Personal information
- Born: December 8, 1993 (age 32) Lorain, Ohio, United States
- Listed height: 201 cm (6 ft 7 in)
- Listed weight: 91 kg (201 lb)

Career information
- High school: Lorain (Lorain, Ohio)
- College: Fairmont State (2012–2017)
- NBA draft: 2017: undrafted
- Playing career: 2017–present

Career history
- 2017–2019: Long Island Nets
- 2019–2020: Riesen Ludwigsburg
- 2020–2021: Petkim Spor
- 2021–2022: Nanterre 92
- 2022–2023: Zenit Saint Petersburg
- 2023: Napoli Basket
- 2023–2024: Kawasaki Brave Thunders
- 2024–2025: Al-Ula
- 2025: Beirut Club
- 2025–2026: Shiga Lakes
- 2026–present: Taoyuan Taiwan Beer Leopards

Career highlights
- VTB United League Supercup winner (2022); VTB United League Supercup MVP (2022);

= Thomas Wimbush =

American basketball player (born 1993)

Thomas E'sean Shavez Wimbush II (born December 8, 1993) is an American basketball player for the Taoyuan Taiwan Beer Leopards of the Taiwan Professional Basketball League (TPBL).

== Professional career ==
After his college experience with the Fairmont State Falcons, Wimbush was drafted 4th overall in the 2017 NBA G League draft and he played in the NBA G League for two seasons with the Long Island Nets, averaging 9.9 points and 4 rebounds per game in the 2018-2019 season.

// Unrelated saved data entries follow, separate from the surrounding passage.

//! Builder for running the resolver script with consistent logging and errors.

use std::path::{Path, PathBuf};
use std::process::{Command, Stdio};
use std::time::Instant;

use crate::core::DocvarsError;

/// Captured result of one external command.
///
/// A non-zero exit is *not* an error at this level; callers inspect
/// [`success`](Self::success) and decide.
#[derive(Debug, Clone, PartialEq, Eq)]
pub struct CommandOutput {
    /// Whether the process exited with status 0
    pub success: bool,
    /// Exit code, `None` when terminated by a signal
    pub code: Option<i32>,
    /// Standard output; strictly UTF-8 on success, lossily decoded otherwise
    pub stdout: String,
    /// Standard error, lossily decoded
    pub stderr: String,
}

impl CommandOutput {
    /// Successful output carrying `stdout`.
    pub fn ok(stdout: impl Into<String>) -> Self {
        Self {
            success: true,
            code: Some(0),
            stdout: stdout.into(),
            stderr: String::new(),
        }
    }

    /// Failed output with the given exit code and stderr.
    pub fn failed(code: i32, stderr: impl Into<String>) -> Self {
        Self {
            success: false,
            code: Some(code),
            stdout: String::new(),
            stderr: stderr.into(),
        }
    }

    /// Human readable exit status, e.g. `exit status: 2`.
    pub fn describe_status(&self) -> String {
        match self.code {
            Some(code) => format!("exit status: {code}"),
            None => "terminated by signal".to_string(),
        }
    }
}

/// Fluent builder for a blocking, output-capturing process invocation.
///
/// ```rust,no_run
/// use docvars::resolver::ScriptCommand;
///
/// # fn example() -> Result<(), docvars::core::DocvarsError> {
/// let output = ScriptCommand::new("./vars.sh")
///     .arg("kubernetes_version")
///     .current_dir("/path/to/repo")
///     .with_context("kubernetes_version")
///     .execute()?;
/// assert!(output.success);
/// # Ok(())
/// # }
/// ```
///
/// There is no timeout: the call returns only once the child exits.
#[derive(Debug, Clone)]
pub struct ScriptCommand {
    program: PathBuf,
    args: Vec<String>,
    current_dir: Option<PathBuf>,
    context: Option<String>,
}

impl ScriptCommand {
    pub fn new(program: impl Into<PathBuf>) -> Self {
        Self {
            program: program.into(),
            args: Vec::new(),
            current_dir: None,
            context: None,
        }
    }

    /// Working directory for the child process.
    pub fn current_dir(mut self, dir: impl AsRef<Path>) -> Self {
        self.current_dir = Some(dir.as_ref().to_path_buf());
        self
    }

    pub fn arg(mut self, arg: impl Into<String>) -> Self {
        self.args.push(arg.into());
        self
    }

    pub fn args<I, S>(mut self, args: I) -> Self
    where
        I: IntoIterator<Item = S>,
        S: Into<String>,
    {
        self.args.extend(args.into_iter().map(Into::into));
        self
    }

    /// Set a context for logging (typically the variable name).
    pub fn with_context(mut self, context: impl Into<String>) -> Self {
        self.context = Some(context.into());
        self
    }

    fn describe(&self) -> String {
        let mut parts = vec![self.program.display().to_string()];
        parts.extend(self.args.iter().cloned());
        parts.join(" ")
    }

    /// Run the command to completion and capture its output.
    ///
    /// # Errors
    ///
    /// - [`DocvarsError::Invocation`] if the process cannot be spawned
    /// - [`DocvarsError::Decode`] if a successful run's standard output is not
    ///   valid UTF-8
    pub fn execute(self) -> Result<CommandOutput, DocvarsError> {
        let start = Instant::now();
        let description = self.describe();
        let ctx = self.context.as_deref().unwrap_or("-");

        let mut cmd = Command::new(&self.program);
        cmd.args(&self.args).stdin(Stdio::null()).stdout(Stdio::piped()).stderr(Stdio::piped());

        if let Some(ref dir) = self.current_dir {
            cmd.current_dir(dir);
        }

        tracing::debug!(target: "resolver", "({}) Executing command: {}", ctx, description);

        let output = cmd.output().map_err(|e| DocvarsError::Invocation {
            program: self.program.display().to_string(),
            reason: e.to_string(),
        })?;

        let stderr = String::from_utf8_lossy(&output.stderr).to_string();
        if !stderr.trim().is_empty() {
            tracing::debug!(target: "resolver", "({}) {}", ctx, stderr.trim());
        }

        let success = output.status.success();

        // Only a successful run's stdout is a value; a failure's is diagnostic.
        let stdout = if success {
            String::from_utf8(output.stdout).map_err(|e| DocvarsError::Decode {
                what: format!("output of `{description}`"),
                reason: e.utf8_error().to_string(),
            })?
        } else {
            String::from_utf8_lossy(&output.stdout).into_owned()
        };

        let elapsed = start.elapsed();
        if elapsed.as_secs() > 1 {
            tracing::info!(target: "resolver::perf", "({}) {} took {:.2}s", ctx, description, elapsed.as_secs_f64());
        } else {
            tracing::debug!(target: "resolver::perf", "({}) {} took {}ms", ctx, description, elapsed.as_millis());
        }

        if !success {
            tracing::debug!(target: "resolver", "({}) Command failed with exit code: {:?}", ctx, output.status.code());
        }

        Ok(CommandOutput {
            success,
            code: output.status.code(),
            stdout,
            stderr,
        })
    }
}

In the following season, Wimbush played in Germany in the Basketball Bundesliga with MHP Riesen Ludwigsburg, averaging 10.2 points and 3.1 rebounds per game.

He then moved to Turkey and played with Petkim Spor, averaging 10.5 points and 5.1 rebounds per game in the 2020-2021 season.

After his time in Turkey, Wimbush moved in France, where he played with Nanterre, in 2021-2022, closing the season averaging 13.5 points, 5.8 rebounds and 1.1 assists per game, also shooting with 51.7% from the field.

He then played the first part of the 2022-2023 season in Russia, playing in the VTB United League, with Zenit Saint Petersburg, averaging 7.2 points and 3.5 rebounds. He was also elected MVP of the VTB Supercup, won by Zenit in the final with CSKA Moscow, before being signed in Italy by the Napoli Basket of the Lega Basket Serie A on February 7, 2023.

On June 16, 2023, Wimbush signed with Kawasaki Brave Thunders of the B.League.

On August 23, 2024, Wimbush signed with Al-Ula of the Saudi Basketball League (SBL).

On July 21, 2025, Wimbush signed with Shiga Lakes of the B.League.

On August 10, 2026, Wimbush signed with the Taoyuan Taiwan Beer Leopards of the Taiwan Professional Basketball League (TPBL).